Corporate sustainability starts with a company’s value system and a principles-based approach to doing business. This means operating in ways that, at a minimum, meet fundamental responsibilities in the areas of human rights, labour, environment and anti-corruption. Responsible businesses enact the same values and principles wherever they have a presence, and know that good practices in one area do not offset harm in another. By incorporating the Ten Principles of the UN Global Compact into strategies, policies and procedures, and establishing a culture of integrity, companies are not only upholding their basic responsibilities to people and planet, but also setting the stage for long-term success. These Ten Principles of the UN Global Compact fall into four categories, viz.:
- Human Rights
Principle 1: Businesses should support and respect the protection of internationally proclaimed human rights; and
Principle 2: make sure that they are not complicit in human rights abuses.

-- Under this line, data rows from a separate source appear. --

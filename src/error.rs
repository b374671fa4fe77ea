//! Error types for the L compiler back end

use crate::compiler::cfg::NodeId;
use crate::compiler::ir::Temp;
use thiserror::Error;

/// Back-end errors
///
/// Register allocation running out of colors is *not* an error at the
/// allocator level (see [`crate::compiler::RegisterAllocation`]); it only
/// becomes [`Error::RegisterAllocationFailed`] once the driver decides to
/// abort code generation for the routine.
#[derive(Error, Debug, Clone, PartialEq, Eq)]
pub enum Error {
    // CFG construction
    /// Jump to a label that is not defined in the same command stream
    ///
    /// **Triggered by:** `Jump L` or `JumpIfEqToZero t L` with no `L:` in the routine
    /// **Prevention:** IR generation must emit every label it jumps to
    #[error("Unresolved jump target '{label}' at node {node}")]
    UnresolvedLabel {
        /// Label name referenced by the jump
        label: String,
        /// Node holding the jump
        node: NodeId,
    },

    /// The same label is defined twice in one command stream
    #[error("Label '{label}' defined at node {first} and again at node {second}")]
    DuplicateLabel {
        /// Label name
        label: String,
        /// First definition
        first: NodeId,
        /// Second definition
        second: NodeId,
    },

    // Internal engine errors
    /// Work-list iteration hit its safety bound
    ///
    /// Only a non-monotone transfer function can cause this, so it is an
    /// engine defect and never a converged result.
    #[error("Dataflow analysis '{analysis}' did not reach a fixpoint within {limit} iterations")]
    FixpointNotReached {
        /// Analysis name
        analysis: &'static str,
        /// Iteration bound that was exhausted
        limit: usize,
    },

    /// Select phase found no free register for a node simplified with degree < K
    #[error("No free register for {temp} during select ({neighbors} colored neighbors, {registers} registers)")]
    ColoringInvariantViolated {
        /// Temporary being colored
        temp: Temp,
        /// Number of already-colored neighbors
        neighbors: usize,
        /// Register budget K
        registers: usize,
    },

    // Allocation
    /// Register allocation failed, code generation for the routine must stop
    #[error("Register allocation failed for routine {routine} (peak pressure {peak_pressure}, {registers} registers)")]
    RegisterAllocationFailed {
        /// Routine name
        routine: String,
        /// Highest number of simultaneously live temporaries
        peak_pressure: usize,
        /// Register budget K
        registers: usize,
    },

    // Configuration
    /// Backend options are unusable
    #[error("Invalid configuration: {0}")]
    InvalidConfiguration(String),
}

/// Error severity classification
#[derive(Debug, Clone, Copy, PartialEq, Eq)]
pub enum ErrorSeverity {
    /// The compilation unit cannot be completed
    Fatal,
    /// A defect inside the back end itself
    Internal,
}

impl Error {
    /// Create a configuration error with a message
    pub fn config(msg: impl Into<String>) -> Self {
        Error::InvalidConfiguration(msg.into())
    }

    /// Classify error severity
    pub fn classify(&self) -> ErrorSeverity {
        match self {
            Error::FixpointNotReached { .. } => ErrorSeverity::Internal,
            Error::ColoringInvariantViolated { .. } => ErrorSeverity::Internal,

            Error::UnresolvedLabel { .. }
            | Error::DuplicateLabel { .. }
            | Error::RegisterAllocationFailed { .. }
            | Error::InvalidConfiguration(_) => ErrorSeverity::Fatal,
        }
    }

    /// True for engine defects, as opposed to problems with the input
    pub fn is_internal(&self) -> bool {
        self.classify() == ErrorSeverity::Internal
    }
}

/// Result type for back-end operations
pub type Result<T> = std::result::Result<T, Error>;
//! Temporary and label generators
//!
//! Each IR-generation stage owns its own factories and threads them through
//! explicitly, so two routines (or two tests) never share a counter.

use super::instruction::Temp;

/// Mints fresh temporaries with increasing serial numbers
#[derive(Debug, Clone, Default)]
pub struct TempFactory {
    // One past the last serial handed out; wider than `Temp` so it can
    // record exhaustion of the serial space
    next: u64,
}

impl TempFactory {
    /// Create a factory whose first temporary is `Temp_0`
    pub fn new() -> Self {
        Self::default()
    }

    /// Create a factory that continues after `start - 1`
    pub fn starting_at(start: u32) -> Self {
        Self {
            next: u64::from(start),
        }
    }

    /// Return an unused temporary, or `None` once every `u32` serial is taken
    pub fn try_fresh(&mut self) -> Option<Temp> {
        let serial = u32::try_from(self.next).ok()?;
        self.next += 1;
        Some(Temp(serial))
    }

    /// Return an unused temporary
    ///
    /// # Panics
    ///
    /// Panics after `u32::MAX + 1` temporaries; use [`TempFactory::try_fresh`]
    /// to handle exhaustion.
    pub fn fresh(&mut self) -> Temp {
        match self.try_fresh() {
            Some(temp) => temp,
            None => panic!("temporary serial space exhausted"),
        }
    }

    /// Serial the next temporary will get (`u32::MAX + 1` once exhausted)
    pub fn issued(&self) -> u64 {
        self.next
    }
}

/// Mints unique label names of the form `Label_<n>_<hint>`
#[derive(Debug, Clone, Default)]
pub struct LabelFactory {
    next: usize,
}

impl LabelFactory {
    /// Create a factory starting at `Label_0_*`
    pub fn new() -> Self {
        Self::default()
    }

    /// Return an unused label name carrying `hint` for readability
    pub fn fresh(&mut self, hint: &str) -> String {
        let label = format!("Label_{}_{}", self.next, hint);
        self.next += 1;
        label
    }
}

Principle 3: Businesses should uphold the freedom of association and the effective recognition of the right to collective bargaining;
Principle 4: the elimination of all forms of forced and compulsory labour;
Principle 5: the effective abolition of child labour; and
Principle 6: the elimination of discrimination in respect of employment and occupation.
Principle 7: Businesses should support a precautionary approach to environmental challenges;
Principle 8: undertake initiatives to promote greater environmental responsibility; and
Principle 9: encourage the development and diffusion of environmentally friendly technologies.
Principle 10: Businesses should work against corruption in all its forms, including extortion and bribery.
Traditionally, probably as a result of extreme shareholder pressure, CEO’s and senior management teams have behaved irresponsibly with seeming disregard for the above ten principles. Their quests to drive revenue and subsequent profit at all costs in many contexts have left people and planet damaged irrevocably. Greed and selfishness have characterised leadership behaviour with devastating results on employee morale, social cohesion and environmental stability. The desire for immediate gratification and reward has translated into recklessness and led to manipulative and toxic environments devoid of value, recognition, empowerment, acknowledgement, transparency and accountability.
It would seem that, for sustainability principles to be embedded in a company’s culture, engagement conversations need to take place at all levels to evoke buy-in and ownership of all the relevant issues. These conversations should commence in the boardroom and with all the shareholders; they should then proceed through all the management and employee levels, including outsourced parts of the business (e.g. security), suppliers (first and second-tier) and communities. Transformation of attitude leads to changes in behaviour, not legislated procedures. Demanding behaviour change is counter-productive – we have to influence all stakeholders to want sustainable processes and systems to create future value, not only for themselves, but for generations to come.
Sustainability is an attitude first, then corresponding behaviour. Sustainability is an executive level deliverable, translated not only into the quality of products and the care and the efficiency of service delivery (what we offer), but even more importantly, how we do what we do (our behaviour). One of the most important measures of company integrity is the degree of value placed on sustainability in all areas of the business.